Yes. They're called Microsoft Windows. Regrettably, MS won the battle over Win'95, which looked to me like a close copy of the 1983 Apple Macintosh OS. Ever since, despite all the claims, Windows has not evolved. Its filing system still evokes the pre-Macintosh Lisa: a two-dimensional arrangement of folders. What's worse, Windows 7 now produces "Libraries" that reproduce directories also found under "Users", but with a different arrangement. Applications seem to open the most remote folder possible when you use "Save as?". File management in Windows, using this 1983-standard principle, is a disaster. Backing up files is cumbersome unless you have a good aftermarket synchronizing utility. The constant "are you sure" nagging is a time waster and annoying to experienced users. Lengthy procedures can't run without babysitting - set up a process that will run for 45 minutes, go to a meeting, and come back to find that it ran about 3 minutes and then stopped with some message "do you want to continue?".
Overall, Windows gives the impression of the world's dumbest assistant, in charge of thousands of files, stored in a hodge-podge of folders, directories, levels, drives.
-- Did you/do you have any coping strategies?
I'm hoping that someone will develop a truly innovative operating system, on the level of Steve Jobs' invention of the graphic user interface . It should have a three-dimensional filing system, not up and down the "chicken ladder", as I call it. Like in a physical archive, we should be able to move forward, backward, up, and down. Folders are OK but should be contained in a sphere that one can rotate. The next file management system, in my opinion, could look like a planetary arrangement, with "planets" (disk drives) orbiting around the central processing unit. Each planet contains documents in a three-dimensional way. Everything would be laid out for fast access and secure storage. And please, no more puppydogs and other dancing baloney.
The other innovation of my dreams is an interface that doesn't make me part expert (Windows service manager, administrative tools,?) and part idiot ("are you sure?", "files are hidden for your own good", or something like that). Do away with the annoying pop-up messages and show them in a sidebar for information. Offer an idiot mode for people who are afraid of computers, but let the rest of us do our work. Has anyone ever figured out why there's a need to hit "OK" after a format is complete, or some other process finishes? Other than the programmer's ego, being able to command our attention after a requested task was carried out? Why does Windows came across as so arrogant and "we know better than you do"? Just do the job, put messages in a side frame somewhere, and quit being such an attention hog.
-- Looking back, do you think the challenges you faced are any easier to tackle now?

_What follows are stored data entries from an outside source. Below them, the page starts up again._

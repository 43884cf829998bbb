//! hereguard - A Slack bot that nudges people who post noisy messages.
//!
//! The bot watches public channels over Socket Mode. When someone posts an
//! `@here`/`@channel` broadcast, or invites a user by posting nothing but their
//! mention, it sends the author a courtesy notice through every response
//! channel enabled in configuration (DM, thread reply, ephemeral message,
//! emoji reaction).
//!
//! # Architecture
//!
//! - `features::classify` decides whether a message matches a pattern
//! - `features::gate` suppresses notices in channels below a member threshold
//! - `features::deliver` fans the notice out, one independent future per channel
//! - `worker::MessageHandler` ties the steps together for one message
//! - `slack` holds the Web API client and the Socket Mode listener
//!
//! # Example
//!
//! ```no_run
//! use std::sync::Arc;
//! use hereguard::core::config::AppConfig;
//! use hereguard::slack::SlackClient;
//! use hereguard::worker::MessageHandler;
//!
//! #[tokio::main]
//! async fn main() -> Result<(), Box<dyn std::error::Error>> {
//!     hereguard::setup_logging("info");
//!
//!     let config = AppConfig::from_env()?;
//!     let client = Arc::new(SlackClient::with_api_base(
//!         config.slack_bot_token.clone(),
//!         config.slack_api_base_url.clone(),
//!     ));
//!     let handler = MessageHandler::new(client.clone(), client, config.dispatch.clone());
//!
//!     hereguard::slack::run_socket_mode(
//!         &config.slack_app_token,
//!         handler,
//!         config.handle_timeout,
//!     )
//!     .await?;
//!     Ok(())
//! }
//! ```

// Module declarations
pub mod api;
pub mod core;
pub mod errors;
pub mod features;
pub mod slack;
pub mod worker;

pub use errors::{NotifierError, SlackError};

/// Configure structured JSON logging.
///
/// `level` is an `EnvFilter` directive such as `info` or `hereguard=debug`;
/// an invalid directive falls back to `info`. Calling this more than once is
/// harmless.
///
/// # Example
///
/// ```
/// hereguard::setup_logging("debug");
/// ```
pub fn setup_logging(level: &str) {
    use tracing_subscriber::prelude::*;

    let filter = log_filter(level);
    let fmt_layer = tracing_subscriber::fmt::layer().json().with_target(true);

    let _ = tracing_subscriber::registry()
        .with(filter)
        .with(fmt_layer)
        .try_init();
}

/// The `EnvFilter` for a `LOG_LEVEL` value; unparsable directives fall back
/// to `info`.
#[must_use]
pub fn log_filter(level: &str) -> tracing_subscriber::EnvFilter {
    use tracing_subscriber::EnvFilter;

    EnvFilter::try_new(level)
        .unwrap_or_else(|_| EnvFilter::new(crate::core::config::DEFAULT_LOG_LEVEL))
}
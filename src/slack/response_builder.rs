//! JSON payloads for the Slack Web API methods the bot calls.
//!
//! Notices are sent as the bot itself with `link_names` enabled so that
//! `<@name>` and `#channel` references render as links.

use serde_json::{Value, json};

/// `chat.postMessage` addressed to a user id, which Slack routes to the DM.
#[must_use]
pub fn build_direct_message_payload(user_id: &str, text: &str) -> Value {
    json!({
        "channel": user_id,
        "text": text,
        "as_user": true,
        "link_names": true,
    })
}

/// `chat.postMessage` as a reply in the thread rooted at `thread_ts`.
#[must_use]
pub fn build_thread_reply_payload(channel_id: &str, text: &str, thread_ts: &str) -> Value {
    json!({
        "channel": channel_id,
        "text": text,
        "thread_ts": thread_ts,
        "as_user": true,
        "link_names": true,
    })
}

/// `chat.postEphemeral`, visible to `user_id` only.
#[must_use]
pub fn build_ephemeral_payload(channel_id: &str, text: &str, user_id: &str) -> Value {
    json!({
        "channel": channel_id,
        "text": text,
        "user": user_id,
        "as_user": true,
        "link_names": true,
    })
}

/// `reactions.add` on the message at `timestamp`.
#[must_use]
pub fn build_reaction_payload(channel_id: &str, timestamp: &str, emoji_name: &str) -> Value {
    json!({
        "channel": channel_id,
        "timestamp": timestamp,
        "name": emoji_name,
    })
}
//! HTTP surface of the bot

pub mod health;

No. In the past, a task was a task - the machine would carry it out and that's that. Now, we get pestered by junk at every single turn (and I don't mean just the WWW). Windows clutters itself up with junk and innumerable "updates" that eventually slow the computer to a crawl. Applications like MS Word offer so many "features" that it becomes difficult to execute simple, straightforward tasks without going through a bewildering array of junk.
-- On a typical day, how long will you be interacting with computer devices? 10-12 hours
-- Do you appreciate the extended functionality/increasing pervasiveness of computing now? Yes, I find the international character of the WWW helpful, educational, and culturally enlightening. The number crunching capability of computers (= what they were originally intended for) helps greatly with research, banking, taxes, and everything else involving "hard data". What's lacking is a good, clean operating system without MS-DOS at the bottom and puppydogs at the top.